Step 1: Prepare the Crust

In a bowl, combine the almond flour, coconut flour, cocoa powder, and your chosen sweetener. Add the melted coconut oil and mix thoroughly until you achieve a compact, workable dough. Distribute the mixture into a square mold (preferably 4×4 inches or 10×10 cm) placed on a small plate or tray. Level and compact the base using the back of a spoon or slightly damp fingers.

Step 2: Make the Filling

In another bowl, add the mascarpone cheese, the chosen sweetener, and vanilla extract. Using an electric mixer, beat for about 30-60 seconds, until smooth and homogeneous. Pour the cream over the cocoa base and smooth it out with a spatula.

Step 3: Chill the Cheesecakes

Place the filled mold in the freezer for at least 30 minutes or until you reach a firm but not completely frozen consistency. Once set, remove the mold and cut into four equal squares. Before serving, allow to sit at room temperature for 5-10 minutes.

Step 4: Optional Decoration

For a visual finish, you can create a light glaze by mixing cocoa powder with a little water until you achieve a creamy, pourable consistency. Drizzle over the cheesecakes before serving.

Nutritional Information

  • Preparation Time: 10 minutes
  • Cooking Time: 30 minutes (chill time)
  • Total Carbohydrates: Less than 4g per serving

Cooking Tips and Tricks

  1. Adjusting Coconut Flour: If you substitute coconut flour with another type, remember to adjust the liquid ingredients, as coconut flour has a high absorption capacity.

  2. Choosing Cream Cheese Options: You can replace mascarpone with ricotta or a plant-based cheese to maintain the right density for the filling.

  3. Storing Your Cheesecakes: Store the mini cheesecakes in the freezer. Allow them to partially thaw before consuming, as they aren’t suitable for long-term refrigeration due to the unstable fat content.

Variations

  1. Berry Topped Cheesecakes: Add a layer of sugar-free berry compote on top of the filling before freezing for a fruity twist.
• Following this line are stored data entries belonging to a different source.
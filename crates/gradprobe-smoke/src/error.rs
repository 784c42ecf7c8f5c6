//! Error types for the smoke driver.

use gradprobe::TensorError;
use thiserror::Error;

#[derive(Debug, Error)]
pub enum SmokeError {
    #[error(transparent)]
    Tensor(#[from] TensorError),

    #[error("invalid configuration: {0}")]
    Config(String),

    #[error("failed to write report: {0}")]
    Io(#[from] std::io::Error),
}
//! Saved tensor for backward pass.

use super::version::VersionCounter;
use crate::error::TensorError;
use crate::scalar::Scalar;
use crate::tensor::DenseTensor;

/// Byte length of the size prefix at the start of every blob.
pub const BLOB_PREFIX_BYTES: usize = std::mem::size_of::<u64>();

/// Snapshot of a forward value needed by a backward function.
///
/// Keeps the source tensor's [`VersionCounter`] and the version observed
/// when the snapshot was taken. Unpacking after the source was written in
/// place fails instead of silently producing wrong gradients.
#[derive(Debug, Clone)]
pub struct SavedTensor<T: Scalar> {
    /// Saved data; `None` once released by a non-retaining backward pass.
    data: Option<DenseTensor<T>>,
    version: VersionCounter,
    saved_version: u32,
    /// Human-readable provenance, e.g. `output 0 of MulBackward0`.
    origin: String,
}

impl<T: Scalar> SavedTensor<T> {
    /// Snapshot `tensor`, whose in-place writes are counted by `version`.
    pub fn new(tensor: &DenseTensor<T>, version: &VersionCounter, origin: impl Into<String>) -> Self {
        Self {
            data: Some(tensor.clone()),
            version: version.clone(),
            saved_version: version.current(),
            origin: origin.into(),
        }
    }

    /// Access the saved value for gradient computation.
    ///
    /// # Errors
    ///
    /// - [`TensorError::BackwardTwice`] if the data was released.
    /// - [`TensorError::ModifiedInPlace`] if the source tensor was written in
    ///   place after being saved.
    pub fn unpack(&self) -> Result<&DenseTensor<T>, TensorError> {
        let data = self.data.as_ref().ok_or(TensorError::BackwardTwice)?;
        let current = self.version.current();
        if current != self.saved_version {
            return Err(TensorError::ModifiedInPlace {
                what: format!("tensor of shape {:?}, which is {}", data.shape(), self.origin),
                current,
                expected: self.saved_version,
            });
        }
        Ok(data)
    }

    /// Free the saved data.
    pub fn release(&mut self) {
        self.data = None;
    }

    pub fn is_released(&self) -> bool {
        self.data.is_none()
    }

    /// Version of the source tensor at save time.
    pub fn saved_version(&self) -> u32 {
        self.saved_version
    }

    pub fn origin(&self) -> &str {
        &self.origin
    }

    /// Overwrite the saved data in place.
    ///
    /// The saved version is left untouched, so the graph can be replayed with
    /// new values without tripping the in-place check.
    pub fn copy_data_from(&mut self, source: &DenseTensor<T>) -> Result<(), TensorError> {
        let data = self.data.as_mut().ok_or(TensorError::BackwardTwice)?;
        if data.shape() != source.shape() {
            return Err(TensorError::IncompatibleShapes {
                lhs: data.shape().to_vec(),
                rhs: source.shape().to_vec(),
            });
        }
        data.data_mut().copy_from_slice(source.data());
        Ok(())
    }
}

impl SavedTensor<f64> {
    /// Encode the saved data as a blob.
    ///
    /// Layout: payload byte length as a little-endian `u64`, then each
    /// element as a little-endian `f64` in storage order.
    pub fn serialize_to_blob(&self) -> Result<Vec<u8>, TensorError> {
        let data = self.data.as_ref().ok_or(TensorError::BackwardTwice)?;
        let mut blob = Vec::with_capacity(BLOB_PREFIX_BYTES + data.nbytes());
        blob.extend_from_slice(&(data.nbytes() as u64).to_le_bytes());
        for x in data.data() {
            blob.extend_from_slice(&x.to_le_bytes());
        }
        log::trace!("serialized {} ({} bytes)", self.origin, data.nbytes());
        Ok(blob)
    }

    /// Check that `blob` can be loaded into this saved tensor, returning
    /// its payload.
    ///
    /// # Errors
    ///
    /// - [`TensorError::MalformedBlob`] if the blob is shorter than its
    ///   size prefix or its declared payload.
    /// - [`TensorError::BlobSizeMismatch`] if the declared payload size is
    ///   not this tensor's byte size.
    /// - [`TensorError::BackwardTwice`] if the data was released.
    pub fn check_blob<'a>(&self, blob: &'a [u8]) -> Result<&'a [u8], TensorError> {
        let malformed = || TensorError::MalformedBlob { len: blob.len() };
        let (prefix, payload) = blob
            .split_first_chunk::<BLOB_PREFIX_BYTES>()
            .ok_or_else(malformed)?;
        let declared = u64::from_le_bytes(*prefix) as usize;

        let data = self.data.as_ref().ok_or(TensorError::BackwardTwice)?;
        if declared != data.nbytes() {
            return Err(TensorError::BlobSizeMismatch {
                expected: data.nbytes(),
                actual: declared,
            });
        }
        payload.get(..declared).ok_or_else(malformed)
    }

    /// Restore the saved data from a blob produced by
    /// [`serialize_to_blob`](Self::serialize_to_blob).
    ///
    /// The blob is validated with [`check_blob`](Self::check_blob) first; on
    /// error the saved data is left unchanged.
    pub fn deserialize_from_blob(&mut self, blob: &[u8]) -> Result<(), TensorError> {
        let payload = self.check_blob(blob)?;
        let data = self.data.as_mut().ok_or(TensorError::BackwardTwice)?;
        for (dst, chunk) in data.data_mut().iter_mut().zip(payload.chunks_exact(8)) {
            let mut bytes = [0u8; 8];
            bytes.copy_from_slice(chunk);
            *dst = f64::from_le_bytes(bytes);
        }
        log::trace!("restored {} from {} byte blob", self.origin, blob.len());
        Ok(())
    }
}

#[cfg(test)]
mod tests {
    use super::*;
    use crate::Tensor;

    fn saved(values: Vec<f64>) -> (SavedTensor<f64>, VersionCounter) {
        let version = VersionCounter::new();
        let n = values.len();
        let t: DenseTensor<f64> = Tensor::from_vec(values, &[n]).unwrap();
        (SavedTensor::new(&t, &version, "leaf tensor"), version)
    }

    #[test]
    fn test_unpack_fresh() {
        let (s, _) = saved(vec![1.0, 2.0, 3.0]);
        assert_eq!(s.unpack().unwrap().data(), &[1.0, 2.0, 3.0]);
        assert_eq!(s.saved_version(), 0);
    }

    #[test]
    fn test_unpack_after_release() {
        let (mut s, _) = saved(vec![1.0]);
        s.release();
        assert!(s.is_released());
        assert!(matches!(s.unpack(), Err(TensorError::BackwardTwice)));
    }

    #[test]
    fn test_unpack_after_inplace_write() {
        let (s, version) = saved(vec![1.0, 2.0]);
        version.bump();
        match s.unpack() {
            Err(TensorError::ModifiedInPlace {
                current, expected, ..
            }) => {
                assert_eq!(current, 1);
                assert_eq!(expected, 0);
            }
            other => panic!("expected ModifiedInPlace, got {:?}", other),
        }
    }

    #[test]
    fn test_copy_data_from_keeps_version() {
        let (mut s, version) = saved(vec![1.0, 2.0]);
        let replacement: DenseTensor<f64> = Tensor::from_vec(vec![7.0, 8.0], &[2]).unwrap();
        s.copy_data_from(&replacement).unwrap();
        assert_eq!(version.current(), 0);
        assert_eq!(s.unpack().unwrap().data(), &[7.0, 8.0]);

        let wrong: DenseTensor<f64> = Tensor::zeros(&[3]);
        assert!(s.copy_data_from(&wrong).is_err());
    }

    #[test]
    fn test_blob_layout() {
        let (s, _) = saved(vec![1.5, -2.0]);
        let blob = s.serialize_to_blob().unwrap();
        assert_eq!(blob.len(), BLOB_PREFIX_BYTES + 16);
        assert_eq!(&blob[..8], &16u64.to_le_bytes());
        assert_eq!(&blob[8..16], &1.5f64.to_le_bytes());
    }

    #[test]
    fn test_blob_restores_into_other_tensor() {
        let (source, _) = saved(vec![4.0, 5.0, 6.0]);
        let (mut target, _) = saved(vec![0.0, 0.0, 0.0]);
        let blob = source.serialize_to_blob().unwrap();
        target.deserialize_from_blob(&blob).unwrap();
        assert_eq!(target.unpack().unwrap().data(), &[4.0, 5.0, 6.0]);
    }

    #[test]
    fn test_blob_size_mismatch() {
        let (source, _) = saved(vec![1.0, 2.0]);
        let (mut target, _) = saved(vec![0.0, 0.0, 0.0]);
        let blob = source.serialize_to_blob().unwrap();
        assert!(matches!(
            target.deserialize_from_blob(&blob),
            Err(TensorError::BlobSizeMismatch {
                expected: 24,
                actual: 16
            })
        ));
        assert_eq!(target.unpack().unwrap().data(), &[0.0, 0.0, 0.0]);
    }

    #[test]
    fn test_check_blob_does_not_modify() {
        let (source, _) = saved(vec![1.0, 2.0, 3.0]);
        let (target, _) = saved(vec![0.0, 0.0, 0.0]);
        let blob = source.serialize_to_blob().unwrap();
        assert_eq!(target.check_blob(&blob).unwrap().len(), 24);
        assert_eq!(target.unpack().unwrap().data(), &[0.0, 0.0, 0.0]);
    }

    #[test]
    fn test_blob_truncated() {
        let (source, _) = saved(vec![1.0, 2.0]);
        let (mut target, _) = saved(vec![0.0, 0.0]);
        let blob = source.serialize_to_blob().unwrap();
        assert!(matches!(
            target.deserialize_from_blob(&blob[..12]),
            Err(TensorError::MalformedBlob { len: 12 })
        ));
        assert!(matches!(
            target.deserialize_from_blob(&blob[..4]),
            Err(TensorError::MalformedBlob { len: 4 })
        ));
    }
}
  2. Chocolate Mint Delight: Incorporate a few drops of mint extract into the filling for a refreshing mint chocolate cheesecake experience.

These keto coconut mini cheesecakes are not only easy to make but also a wonderful treat to help you stay on track with your low-carb diet while enjoying the sweet flavors of summer. Enjoy experimenting with variations and make these your go-to dessert!